• _Exercise brief_:
Your answer must be the listing, given again word for word.

*** Opening Data section ***

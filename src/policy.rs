//! Interval policy table.
//!
//! Every selectable chart range maps to one statically defined
//! [`IntervalPolicy`]: how far to look back, how wide each bucket is, how
//! labels are formatted and thinned, and how often the scheduler re-fetches.
//! Differences between ranges are data in this table, not code forks.

use std::str::FromStr;
use std::time::Duration as StdDuration;

use chrono::Duration;
use serde::{Deserialize, Deserializer};

use crate::error::ResampleError;
use crate::label;

/// Upper bound on the number of buckets any policy may produce, so charts
/// stay readable on small screens.
pub const MAX_SERIES_LEN: usize = 64;

/// Selectable chart interval.
///
/// String forms match the dashboard range buttons: `live`, `5m`, `30m`,
/// `1h`, `6h`, `12h`, `1d`, `1w`, `1m`. Note that `1m` is one month; the
/// minute-scale ranges only occur as `5m` and `30m`.
#[derive(Debug, Clone, Copy, PartialEq, Eq, Hash, Default)]
pub enum Interval {
    Live,
    #[default]
    Min5,
    Min30,
    Hour1,
    Hour6,
    Hour12,
    Day1,
    Week1,
    Month1,
}

/// Axis label rendering for batch series.
#[derive(Debug, Clone, Copy, PartialEq, Eq)]
pub enum LabelFormat {
    /// `HH:MM`, for intraday ranges.
    Time,
    /// `MM-DD`, for ranges spanning multiple days.
    Date,
}

/// Everything the session and scheduler need to serve one interval.
#[derive(Debug, Clone, PartialEq, Eq)]
pub struct IntervalPolicy {
    pub id: Interval,
    /// How far back from "now" the fetch range starts.
    pub lookback: Duration,
    /// Fixed width of each aggregation bucket.
    pub bucket_width: Duration,
    pub label_format: LabelFormat,
    /// Every `label_stride`'th bucket carries a visible label.
    pub label_stride: usize,
    /// Live policies bypass the bucketizer and feed the live window.
    pub live_mode: bool,
    /// Re-fetch cadence for the scheduler. Strictly non-decreasing as
    /// lookback grows, to bound request volume.
    pub cadence: StdDuration,
}

impl Interval {
    /// All selectable intervals, ordered by lookback.
    pub const ALL: [Interval; 9] = [
        Interval::Live,
        Interval::Min5,
        Interval::Min30,
        Interval::Hour1,
        Interval::Hour6,
        Interval::Hour12,
        Interval::Day1,
        Interval::Week1,
        Interval::Month1,
    ];

    /// Short string representation, as used by range buttons and APIs.
    pub fn as_str(&self) -> &'static str {
        match self {
            Interval::Live => "live",
            Interval::Min5 => "5m",
            Interval::Min30 => "30m",
            Interval::Hour1 => "1h",
            Interval::Hour6 => "6h",
            Interval::Hour12 => "12h",
            Interval::Day1 => "1d",
            Interval::Week1 => "1w",
            Interval::Month1 => "1m",
        }
    }

    /// The policy for this interval. Total over the enum: the fallible
    /// boundary for unknown ids is [`Interval::from_str`].
    pub fn policy(&self) -> IntervalPolicy {
        match self {
            // Live polls the most recent samples at a short cadence; the
            // lookback only needs to cover one cadence worth of data.
            Interval::Live => self.build(
                Duration::seconds(2),
                Duration::seconds(1),
                LabelFormat::Time,
                true,
                StdDuration::from_secs(1),
            ),
            Interval::Min5 => self.build(
                Duration::minutes(5),
                Duration::seconds(10),
                LabelFormat::Time,
                false,
                StdDuration::from_secs(5),
            ),
            Interval::Min30 => self.build(
                Duration::minutes(30),
                Duration::minutes(1),
                LabelFormat::Time,
                false,
                StdDuration::from_secs(10),
            ),
            Interval::Hour1 => self.build(
                Duration::hours(1),
                Duration::minutes(2),
                LabelFormat::Time,
                false,
                StdDuration::from_secs(15),
            ),
            Interval::Hour6 => self.build(
                Duration::hours(6),
                Duration::minutes(12),
                LabelFormat::Time,
                false,
                StdDuration::from_secs(30),
            ),
            Interval::Hour12 => self.build(
                Duration::hours(12),
                Duration::minutes(24),
                LabelFormat::Time,
                false,
                StdDuration::from_secs(30),
            ),
            Interval::Day1 => self.build(
                Duration::days(1),
                Duration::minutes(48),
                LabelFormat::Time,
                false,
                StdDuration::from_secs(60),
            ),
            Interval::Week1 => self.build(
                Duration::weeks(1),
                Duration::hours(6),
                LabelFormat::Date,
                false,
                StdDuration::from_secs(60),
            ),
            Interval::Month1 => self.build(
                Duration::days(30),
                Duration::days(1),
                LabelFormat::Date,
                false,
                StdDuration::from_secs(90),
            ),
        }
    }

    fn build(
        &self,
        lookback: Duration,
        bucket_width: Duration,
        label_format: LabelFormat,
        live_mode: bool,
        cadence: StdDuration,
    ) -> IntervalPolicy {
        let count = bucket_count(lookback, bucket_width);
        IntervalPolicy {
            id: *self,
            lookback,
            bucket_width,
            label_format,
            label_stride: label::stride_for(count),
            live_mode,
            cadence,
        }
    }
}

impl IntervalPolicy {
    /// Number of buckets this policy produces over one full lookback.
    pub fn bucket_count(&self) -> usize {
        bucket_count(self.lookback, self.bucket_width)
    }
}

fn bucket_count(lookback: Duration, bucket_width: Duration) -> usize {
    let span = lookback.num_milliseconds();
    let width = bucket_width.num_milliseconds().max(1);
    (((span + width - 1) / width).max(1)) as usize
}

impl FromStr for Interval {
    type Err = ResampleError;

    fn from_str(s: &str) -> Result<Self, Self::Err> {
        match s {
            "live" => Ok(Interval::Live),
            "5m" => Ok(Interval::Min5),
            "30m" => Ok(Interval::Min30),
            "1h" => Ok(Interval::Hour1),
            "6h" => Ok(Interval::Hour6),
            "12h" => Ok(Interval::Hour12),
            "1d" => Ok(Interval::Day1),
            "1w" => Ok(Interval::Week1),
            "1m" => Ok(Interval::Month1),
            other => Err(ResampleError::UnknownInterval(other.to_string())),
        }
    }
}

impl std::fmt::Display for Interval {
    fn fmt(&self, f: &mut std::fmt::Formatter<'_>) -> std::fmt::Result {
        write!(f, "{}", self.as_str())
    }
}

/// Custom deserialize for the short format: "live", "5m", ..., "1m".
impl<'de> Deserialize<'de> for Interval {
    fn deserialize<D>(deserializer: D) -> Result<Self, D::Error>
    where
        D: Deserializer<'de>,
    {
        let s = String::deserialize(deserializer)?;
        Interval::from_str(&s).map_err(serde::de::Error::custom)
    }
}

impl serde::Serialize for Interval {
    fn serialize<S>(&self, serializer: S) -> Result<S::Ok, S::Error>
    where
        S: serde::Serializer,
    {
        serializer.serialize_str(self.as_str())
    }
}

*** Closing Data section ***

• _Output for this exercise_:
filename src/policy.rs
//! Interval policy table.
//!
//! Every selectable chart range maps to one statically defined
//! [`IntervalPolicy`]: how far to look back, how wide each bucket is, how
//! labels are formatted and thinned, and how often the scheduler re-fetches.
//! Differences between ranges are data in this table, not code forks.

use std::str::FromStr;
use std::time::Duration as StdDuration;

use chrono::Duration;
use serde::{Deserialize, Deserializer};

use crate::error::ResampleError;
use crate::label;

/// Upper bound on the number of buckets any policy may produce, so charts
/// stay readable on small screens.
pub const MAX_SERIES_LEN: usize = 64;

/// Selectable chart interval.
///
/// String forms match the dashboard range buttons: `live`, `5m`, `30m`,
/// `1h`, `6h`, `12h`, `1d`, `1w`, `1m`. Note that `1m` is one month; the
/// minute-scale ranges only occur as `5m` and `30m`.
#[derive(Debug, Clone, Copy, PartialEq, Eq, Hash, Default)]
pub enum Interval {
    Live,
    #[default]
    Min5,
    Min30,
    Hour1,
    Hour6,
    Hour12,
    Day1,
    Week1,
    Month1,
}

/// Axis label rendering for batch series.
#[derive(Debug, Clone, Copy, PartialEq, Eq)]
pub enum LabelFormat {
    /// `HH:MM`, for intraday ranges.
    Time,
    /// `MM-DD`, for ranges spanning multiple days.
    Date,
}

/// Everything the session and scheduler need to serve one interval.
#[derive(Debug, Clone, PartialEq, Eq)]
pub struct IntervalPolicy {
    pub id: Interval,
    /// How far back from "now" the fetch range starts.
    pub lookback: Duration,
    /// Fixed width of each aggregation bucket.
    pub bucket_width: Duration,
    pub label_format: LabelFormat,
    /// Every `label_stride`'th bucket carries a visible label.
    pub label_stride: usize,
    /// Live policies bypass the bucketizer and feed the live window.
    pub live_mode: bool,
    /// Re-fetch cadence for the scheduler. Strictly non-decreasing as
    /// lookback grows, to bound request volume.
    pub cadence: StdDuration,
}

impl Interval {
    /// All selectable intervals, ordered by lookback.
    pub const ALL: [Interval; 9] = [
        Interval::Live,
        Interval::Min5,
        Interval::Min30,
        Interval::Hour1,
        Interval::Hour6,
        Interval::Hour12,
        Interval::Day1,
        Interval::Week1,
        Interval::Month1,
    ];

    /// Short string representation, as used by range buttons and APIs.
    pub fn as_str(&self) -> &'static str {
        match self {
            Interval::Live => "live",
            Interval::Min5 => "5m",
            Interval::Min30 => "30m",
            Interval::Hour1 => "1h",
            Interval::Hour6 => "6h",
            Interval::Hour12 => "12h",
            Interval::Day1 => "1d",
            Interval::Week1 => "1w",
            Interval::Month1 => "1m",
        }
    }

    /// The policy for this interval. Total over the enum: the fallible
    /// boundary for unknown ids is [`Interval::from_str`].
    pub fn policy(&self) -> IntervalPolicy {
        match self {
            // Live polls the most recent samples at a short cadence; the
            // lookback only needs to cover one cadence worth of data.
            Interval::Live => self.build(
                Duration::seconds(2),
                Duration::seconds(1),
                LabelFormat::Time,
                true,
                StdDuration::from_secs(1),
            ),
            Interval::Min5 => self.build(
                Duration::minutes(5),
                Duration::seconds(10),
                LabelFormat::Time,
                false,
                StdDuration::from_secs(5),
            ),
            Interval::Min30 => self.build(
                Duration::minutes(30),
                Duration::minutes(1),
                LabelFormat::Time,
                false,
                StdDuration::from_secs(10),
            ),
            Interval::Hour1 => self.build(
                Duration::hours(1),
                Duration::minutes(2),
                LabelFormat::Time,
                false,
                StdDuration::from_secs(15),
            ),
            Interval::Hour6 => self.build(
                Duration::hours(6),
                Duration::minutes(12),
                LabelFormat::Time,
                false,
                StdDuration::from_secs(30),
            ),
            Interval::Hour12 => self.build(
                Duration::hours(12),
                Duration::minutes(24),
                LabelFormat::Time,
                false,
                StdDuration::from_secs(30),
            ),
            Interval::Day1 => self.build(
                Duration::days(1),
                Duration::minutes(48),
                LabelFormat::Time,
                false,
                StdDuration::from_secs(60),
            ),
            Interval::Week1 => self.build(
                Duration::weeks(1),
                Duration::hours(6),
                LabelFormat::Date,
                false,
                StdDuration::from_secs(60),
            ),
            Interval::Month1 => self.build(
                Duration::days(30),
                Duration::days(1),
                LabelFormat::Date,
                false,
                StdDuration::from_secs(90),
            ),
        }
    }

    fn build(
        &self,
        lookback: Duration,
        bucket_width: Duration,
        label_format: LabelFormat,
        live_mode: bool,
        cadence: StdDuration,
    ) -> IntervalPolicy {
        let count = bucket_count(lookback, bucket_width);
        IntervalPolicy {
            id: *self,
            lookback,
            bucket_width,
            label_format,
            label_stride: label::stride_for(count),
            live_mode,
            cadence,
        }
    }
}

impl IntervalPolicy {
    /// Number of buckets this policy produces over one full lookback.
    pub fn bucket_count(&self) -> usize {
        bucket_count(self.lookback, self.bucket_width)
    }
}

fn bucket_count(lookback: Duration, bucket_width: Duration) -> usize {
    let span = lookback.num_milliseconds();
    let width = bucket_width.num_milliseconds().max(1);
    (((span + width - 1) / width).max(1)) as usize
}

impl FromStr for Interval {
    type Err = ResampleError;

    fn from_str(s: &str) -> Result<Self, Self::Err> {
        match s {
            "live" => Ok(Interval::Live),
            "5m" => Ok(Interval::Min5),
            "30m" => Ok(Interval::Min30),
            "1h" => Ok(Interval::Hour1),
            "6h" => Ok(Interval::Hour6),
            "12h" => Ok(Interval::Hour12),
            "1d" => Ok(Interval::Day1),
            "1w" => Ok(Interval::Week1),
            "1m" => Ok(Interval::Month1),
            other => Err(ResampleError::UnknownInterval(other.to_string())),
        }
    }
}

impl std::fmt::Display for Interval {
    fn fmt(&self, f: &mut std::fmt::Formatter<'_>) -> std::fmt::Result {
        write!(f, "{}", self.as_str())
    }
}

/// Custom deserialize for the short format: "live", "5m", ..., "1m".
impl<'de> Deserialize<'de> for Interval {
    fn deserialize<D>(deserializer: D) -> Result<Self, D::Error>
    where
        D: Deserializer<'de>,
    {
        let s = String::deserialize(deserializer)?;
        Interval::from_str(&s).map_err(serde::de::Error::custom)
    }
}

impl serde::Serialize for Interval {
    fn serialize<S>(&self, serializer: S) -> Result<S::Ok, S::Error>
    where
        S: serde::Serializer,
    {
        serializer.serialize_str(self.as_str())
    }
}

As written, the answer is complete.